> **WORK TASK**
Word for word, retype the first line of the records and every following line through the one containing "source file name.".

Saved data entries
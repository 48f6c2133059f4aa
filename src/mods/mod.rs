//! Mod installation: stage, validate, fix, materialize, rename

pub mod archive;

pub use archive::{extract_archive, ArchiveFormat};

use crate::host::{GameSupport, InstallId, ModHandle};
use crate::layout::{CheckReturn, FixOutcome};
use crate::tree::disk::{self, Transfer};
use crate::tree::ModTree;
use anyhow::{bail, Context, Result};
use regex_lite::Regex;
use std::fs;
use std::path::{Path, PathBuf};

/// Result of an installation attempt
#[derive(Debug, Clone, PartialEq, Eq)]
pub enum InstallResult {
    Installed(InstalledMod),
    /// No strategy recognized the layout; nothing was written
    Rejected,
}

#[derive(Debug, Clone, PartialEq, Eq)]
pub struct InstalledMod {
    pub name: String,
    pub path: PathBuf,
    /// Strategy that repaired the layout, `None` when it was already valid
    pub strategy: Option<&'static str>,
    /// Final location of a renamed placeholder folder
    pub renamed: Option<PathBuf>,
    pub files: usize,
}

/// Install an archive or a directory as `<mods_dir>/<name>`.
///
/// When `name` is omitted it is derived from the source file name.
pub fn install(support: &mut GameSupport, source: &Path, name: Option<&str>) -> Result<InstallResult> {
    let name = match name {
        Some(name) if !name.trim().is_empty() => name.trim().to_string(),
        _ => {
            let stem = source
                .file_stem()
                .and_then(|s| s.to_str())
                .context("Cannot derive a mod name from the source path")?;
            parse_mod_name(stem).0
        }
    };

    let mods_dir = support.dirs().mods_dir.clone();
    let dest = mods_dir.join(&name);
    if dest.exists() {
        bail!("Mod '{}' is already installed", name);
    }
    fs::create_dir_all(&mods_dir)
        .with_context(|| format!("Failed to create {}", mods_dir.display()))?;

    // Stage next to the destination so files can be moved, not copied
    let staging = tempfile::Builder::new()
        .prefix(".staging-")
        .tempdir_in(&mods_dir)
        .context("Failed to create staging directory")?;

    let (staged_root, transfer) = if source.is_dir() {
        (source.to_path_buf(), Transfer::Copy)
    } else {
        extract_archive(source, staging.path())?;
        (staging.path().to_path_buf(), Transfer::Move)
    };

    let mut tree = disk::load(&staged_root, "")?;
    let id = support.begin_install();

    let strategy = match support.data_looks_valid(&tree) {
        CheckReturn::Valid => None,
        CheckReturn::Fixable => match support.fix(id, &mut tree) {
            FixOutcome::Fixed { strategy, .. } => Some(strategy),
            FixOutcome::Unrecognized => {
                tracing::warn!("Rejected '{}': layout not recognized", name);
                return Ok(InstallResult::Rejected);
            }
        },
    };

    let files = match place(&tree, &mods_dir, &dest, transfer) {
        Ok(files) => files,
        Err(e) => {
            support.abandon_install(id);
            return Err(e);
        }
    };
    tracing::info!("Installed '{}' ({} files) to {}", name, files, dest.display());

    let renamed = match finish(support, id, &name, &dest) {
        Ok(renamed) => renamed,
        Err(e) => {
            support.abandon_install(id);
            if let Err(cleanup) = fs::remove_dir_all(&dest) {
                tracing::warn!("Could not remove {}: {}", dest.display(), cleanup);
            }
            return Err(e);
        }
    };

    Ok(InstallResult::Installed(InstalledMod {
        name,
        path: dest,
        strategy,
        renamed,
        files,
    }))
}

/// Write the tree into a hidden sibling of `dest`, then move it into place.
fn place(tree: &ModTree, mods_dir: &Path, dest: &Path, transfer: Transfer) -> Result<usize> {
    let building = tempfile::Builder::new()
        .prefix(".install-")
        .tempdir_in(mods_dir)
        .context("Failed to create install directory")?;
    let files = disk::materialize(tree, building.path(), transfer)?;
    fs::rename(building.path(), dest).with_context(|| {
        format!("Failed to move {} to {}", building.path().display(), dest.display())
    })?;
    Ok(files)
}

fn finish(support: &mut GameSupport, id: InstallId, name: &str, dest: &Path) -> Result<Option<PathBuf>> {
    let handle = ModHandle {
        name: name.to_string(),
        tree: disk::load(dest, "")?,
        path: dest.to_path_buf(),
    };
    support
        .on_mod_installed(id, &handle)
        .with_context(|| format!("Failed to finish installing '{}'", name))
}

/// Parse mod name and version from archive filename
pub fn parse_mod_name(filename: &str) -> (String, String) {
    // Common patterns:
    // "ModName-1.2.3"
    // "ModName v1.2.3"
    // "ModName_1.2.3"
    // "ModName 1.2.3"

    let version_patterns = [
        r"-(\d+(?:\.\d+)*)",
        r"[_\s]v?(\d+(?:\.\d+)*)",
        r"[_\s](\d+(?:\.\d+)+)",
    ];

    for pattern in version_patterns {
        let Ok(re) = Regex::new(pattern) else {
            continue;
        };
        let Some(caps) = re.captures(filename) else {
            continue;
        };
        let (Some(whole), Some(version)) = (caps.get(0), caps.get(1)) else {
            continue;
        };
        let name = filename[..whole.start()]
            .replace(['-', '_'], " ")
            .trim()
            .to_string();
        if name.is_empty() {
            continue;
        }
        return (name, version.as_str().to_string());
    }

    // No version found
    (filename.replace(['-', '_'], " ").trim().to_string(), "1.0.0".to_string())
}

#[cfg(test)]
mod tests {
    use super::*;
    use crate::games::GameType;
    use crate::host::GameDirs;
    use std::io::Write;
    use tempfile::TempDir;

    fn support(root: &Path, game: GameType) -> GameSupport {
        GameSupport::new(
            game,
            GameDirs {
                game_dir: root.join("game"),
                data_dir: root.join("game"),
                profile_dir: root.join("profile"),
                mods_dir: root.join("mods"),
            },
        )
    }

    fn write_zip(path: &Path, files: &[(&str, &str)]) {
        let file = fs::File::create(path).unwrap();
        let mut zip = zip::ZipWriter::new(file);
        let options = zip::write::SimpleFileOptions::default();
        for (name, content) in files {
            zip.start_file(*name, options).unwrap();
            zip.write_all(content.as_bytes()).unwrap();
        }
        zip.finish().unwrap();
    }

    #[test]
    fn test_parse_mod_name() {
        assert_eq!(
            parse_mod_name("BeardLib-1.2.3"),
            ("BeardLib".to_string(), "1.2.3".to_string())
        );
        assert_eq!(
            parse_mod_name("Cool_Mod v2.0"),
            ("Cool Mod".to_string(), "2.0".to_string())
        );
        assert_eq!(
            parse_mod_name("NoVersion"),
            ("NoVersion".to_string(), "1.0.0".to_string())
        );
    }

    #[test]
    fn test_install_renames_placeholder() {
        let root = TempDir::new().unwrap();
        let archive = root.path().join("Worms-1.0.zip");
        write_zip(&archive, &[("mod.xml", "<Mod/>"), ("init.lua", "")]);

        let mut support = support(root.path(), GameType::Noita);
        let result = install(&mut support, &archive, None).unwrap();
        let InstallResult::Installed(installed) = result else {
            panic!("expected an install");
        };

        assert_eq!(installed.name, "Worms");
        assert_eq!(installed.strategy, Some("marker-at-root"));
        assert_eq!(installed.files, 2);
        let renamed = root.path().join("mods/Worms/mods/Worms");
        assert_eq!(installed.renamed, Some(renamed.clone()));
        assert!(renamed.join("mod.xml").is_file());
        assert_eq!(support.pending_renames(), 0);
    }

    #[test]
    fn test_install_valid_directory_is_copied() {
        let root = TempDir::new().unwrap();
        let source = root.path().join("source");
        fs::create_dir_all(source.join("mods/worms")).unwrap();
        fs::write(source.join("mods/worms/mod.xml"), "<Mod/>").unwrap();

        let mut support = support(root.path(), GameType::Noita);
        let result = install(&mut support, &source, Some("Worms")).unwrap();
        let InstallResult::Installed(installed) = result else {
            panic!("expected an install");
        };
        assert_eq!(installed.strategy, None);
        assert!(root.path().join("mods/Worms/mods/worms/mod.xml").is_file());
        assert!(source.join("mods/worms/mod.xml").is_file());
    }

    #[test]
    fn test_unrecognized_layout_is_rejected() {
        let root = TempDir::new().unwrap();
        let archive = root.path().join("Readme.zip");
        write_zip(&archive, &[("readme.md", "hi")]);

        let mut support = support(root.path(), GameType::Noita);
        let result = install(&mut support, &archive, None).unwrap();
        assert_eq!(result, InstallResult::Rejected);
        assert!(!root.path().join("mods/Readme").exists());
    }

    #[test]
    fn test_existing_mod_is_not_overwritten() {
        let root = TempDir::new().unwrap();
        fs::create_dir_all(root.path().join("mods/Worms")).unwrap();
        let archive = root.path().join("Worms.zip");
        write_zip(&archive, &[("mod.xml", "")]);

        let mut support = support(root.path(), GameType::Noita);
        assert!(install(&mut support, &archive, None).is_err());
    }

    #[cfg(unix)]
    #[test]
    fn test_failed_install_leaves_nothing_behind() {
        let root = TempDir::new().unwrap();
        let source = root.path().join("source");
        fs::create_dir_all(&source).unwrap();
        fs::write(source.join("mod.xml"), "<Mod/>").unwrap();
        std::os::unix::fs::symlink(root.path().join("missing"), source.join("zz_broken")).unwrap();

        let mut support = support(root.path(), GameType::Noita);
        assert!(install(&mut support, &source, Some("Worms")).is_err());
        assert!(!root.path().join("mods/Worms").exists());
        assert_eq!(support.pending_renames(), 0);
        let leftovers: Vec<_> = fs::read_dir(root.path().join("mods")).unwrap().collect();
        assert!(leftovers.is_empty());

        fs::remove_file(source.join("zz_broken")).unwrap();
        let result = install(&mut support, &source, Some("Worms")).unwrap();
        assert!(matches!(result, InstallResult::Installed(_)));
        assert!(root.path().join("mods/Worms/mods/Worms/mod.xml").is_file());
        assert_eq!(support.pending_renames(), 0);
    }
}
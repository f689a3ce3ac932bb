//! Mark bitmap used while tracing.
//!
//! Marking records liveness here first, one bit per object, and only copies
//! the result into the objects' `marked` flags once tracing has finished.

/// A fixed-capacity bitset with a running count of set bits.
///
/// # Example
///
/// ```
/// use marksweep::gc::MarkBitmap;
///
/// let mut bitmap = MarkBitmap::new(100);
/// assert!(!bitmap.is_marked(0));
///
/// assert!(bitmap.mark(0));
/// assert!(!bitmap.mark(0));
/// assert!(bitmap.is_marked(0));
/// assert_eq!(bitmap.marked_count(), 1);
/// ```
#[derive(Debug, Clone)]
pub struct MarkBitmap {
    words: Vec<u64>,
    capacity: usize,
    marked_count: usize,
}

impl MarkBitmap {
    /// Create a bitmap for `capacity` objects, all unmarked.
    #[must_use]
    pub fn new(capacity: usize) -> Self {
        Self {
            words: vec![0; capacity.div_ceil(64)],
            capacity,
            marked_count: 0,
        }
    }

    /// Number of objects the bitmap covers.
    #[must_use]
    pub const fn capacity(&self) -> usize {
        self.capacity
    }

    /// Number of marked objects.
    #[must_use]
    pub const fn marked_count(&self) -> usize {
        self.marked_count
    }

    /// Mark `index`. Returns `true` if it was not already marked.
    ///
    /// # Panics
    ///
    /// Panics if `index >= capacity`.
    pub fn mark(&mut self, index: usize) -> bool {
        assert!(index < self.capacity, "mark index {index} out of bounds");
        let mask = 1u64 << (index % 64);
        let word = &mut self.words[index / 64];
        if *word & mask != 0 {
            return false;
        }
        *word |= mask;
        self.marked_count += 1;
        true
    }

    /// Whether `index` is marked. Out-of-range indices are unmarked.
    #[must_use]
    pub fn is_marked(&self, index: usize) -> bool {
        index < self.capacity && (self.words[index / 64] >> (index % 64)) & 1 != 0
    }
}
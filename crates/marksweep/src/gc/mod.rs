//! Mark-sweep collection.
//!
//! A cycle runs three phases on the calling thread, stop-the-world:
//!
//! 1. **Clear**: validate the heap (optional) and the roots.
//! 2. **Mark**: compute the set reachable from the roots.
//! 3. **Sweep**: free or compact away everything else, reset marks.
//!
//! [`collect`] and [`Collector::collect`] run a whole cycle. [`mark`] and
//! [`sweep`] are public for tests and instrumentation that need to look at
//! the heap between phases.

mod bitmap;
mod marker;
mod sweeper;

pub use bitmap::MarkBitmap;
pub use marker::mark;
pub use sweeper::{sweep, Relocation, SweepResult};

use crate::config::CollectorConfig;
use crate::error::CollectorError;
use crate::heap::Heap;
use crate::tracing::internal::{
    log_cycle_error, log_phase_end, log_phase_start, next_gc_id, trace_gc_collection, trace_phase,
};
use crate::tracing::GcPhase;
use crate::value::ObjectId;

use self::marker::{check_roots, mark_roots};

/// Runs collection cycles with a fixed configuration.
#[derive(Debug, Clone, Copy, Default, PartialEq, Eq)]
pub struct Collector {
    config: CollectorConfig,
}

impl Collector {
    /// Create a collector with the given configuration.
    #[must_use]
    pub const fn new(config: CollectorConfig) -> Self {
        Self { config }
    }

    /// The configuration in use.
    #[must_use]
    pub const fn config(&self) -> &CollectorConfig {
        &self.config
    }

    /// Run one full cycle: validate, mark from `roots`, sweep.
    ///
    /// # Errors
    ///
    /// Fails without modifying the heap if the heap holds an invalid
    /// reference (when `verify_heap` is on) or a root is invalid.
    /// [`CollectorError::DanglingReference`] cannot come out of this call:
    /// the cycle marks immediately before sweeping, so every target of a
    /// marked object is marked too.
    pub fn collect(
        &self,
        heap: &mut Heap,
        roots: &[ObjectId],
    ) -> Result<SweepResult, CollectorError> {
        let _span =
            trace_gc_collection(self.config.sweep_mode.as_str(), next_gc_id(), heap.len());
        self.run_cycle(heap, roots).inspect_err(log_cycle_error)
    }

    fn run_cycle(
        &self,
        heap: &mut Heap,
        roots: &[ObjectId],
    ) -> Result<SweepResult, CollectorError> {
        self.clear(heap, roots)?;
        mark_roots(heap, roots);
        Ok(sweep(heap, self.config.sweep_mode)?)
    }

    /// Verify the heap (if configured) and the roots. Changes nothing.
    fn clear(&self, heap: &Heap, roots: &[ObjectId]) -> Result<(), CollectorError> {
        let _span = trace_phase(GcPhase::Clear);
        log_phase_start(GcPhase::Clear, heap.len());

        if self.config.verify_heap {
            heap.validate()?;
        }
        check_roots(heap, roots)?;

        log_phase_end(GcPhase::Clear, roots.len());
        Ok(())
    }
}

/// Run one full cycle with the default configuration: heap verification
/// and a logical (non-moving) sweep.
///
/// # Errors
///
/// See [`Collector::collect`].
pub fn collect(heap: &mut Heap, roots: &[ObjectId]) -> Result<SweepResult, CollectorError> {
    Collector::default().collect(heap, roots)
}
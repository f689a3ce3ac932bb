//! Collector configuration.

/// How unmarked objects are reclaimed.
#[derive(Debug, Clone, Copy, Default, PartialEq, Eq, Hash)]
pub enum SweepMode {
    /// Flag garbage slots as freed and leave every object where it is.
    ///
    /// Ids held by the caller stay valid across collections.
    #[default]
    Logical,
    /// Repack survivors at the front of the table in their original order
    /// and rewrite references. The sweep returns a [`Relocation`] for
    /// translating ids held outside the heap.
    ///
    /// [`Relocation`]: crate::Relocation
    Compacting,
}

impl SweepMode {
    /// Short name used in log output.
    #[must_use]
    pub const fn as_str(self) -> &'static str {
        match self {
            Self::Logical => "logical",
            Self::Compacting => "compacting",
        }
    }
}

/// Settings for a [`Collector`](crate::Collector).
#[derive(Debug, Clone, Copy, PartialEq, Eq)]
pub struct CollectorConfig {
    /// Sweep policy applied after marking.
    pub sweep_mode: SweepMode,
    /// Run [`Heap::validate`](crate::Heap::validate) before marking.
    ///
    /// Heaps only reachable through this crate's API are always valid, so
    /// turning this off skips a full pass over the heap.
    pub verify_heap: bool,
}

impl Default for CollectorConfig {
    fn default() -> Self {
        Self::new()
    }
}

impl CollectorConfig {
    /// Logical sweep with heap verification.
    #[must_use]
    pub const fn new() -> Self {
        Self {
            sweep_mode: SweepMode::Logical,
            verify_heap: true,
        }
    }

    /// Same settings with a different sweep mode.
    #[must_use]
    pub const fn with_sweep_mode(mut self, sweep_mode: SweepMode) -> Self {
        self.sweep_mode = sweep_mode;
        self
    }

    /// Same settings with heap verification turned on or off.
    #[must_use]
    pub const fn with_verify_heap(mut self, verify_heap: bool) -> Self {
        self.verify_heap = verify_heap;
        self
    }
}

> **WRITTEN REPLY**
repository 48f6c2133059f4aa
filename src/mods/mod.rs
//! Mod installation: stage, validate, fix, materialize, rename

pub mod archive;

pub use archive::{extract_archive, ArchiveFormat};

use crate::host::{GameSupport, InstallId, ModHandle};
use crate::layout::{CheckReturn, FixOutcome};
use crate::tree::disk::{self, Transfer};
use crate::tree::ModTree;
use anyhow::{bail, Context, Result};
use regex_lite::Regex;
use std::fs;
use std::path::{Path, PathBuf};

/// Result of an installation attempt
#[derive(Debug, Clone, PartialEq, Eq)]
pub enum InstallResult {
    Installed(InstalledMod),
    /// No strategy recognized the layout; nothing was written
    Rejected,
}

#[derive(Debug, Clone, PartialEq, Eq)]
pub struct InstalledMod {
    pub name: String,
    pub path: PathBuf,
    /// Strategy that repaired the layout, `None` when it was already valid
    pub strategy: Option<&'static str>,
    /// Final location of a renamed placeholder folder
    pub renamed: Option<PathBuf>,
    pub files: usize,
}

/// Install an archive or a directory as `<mods_dir>/<name>`.
///
/// When `name` is omitted it is derived from the source file name.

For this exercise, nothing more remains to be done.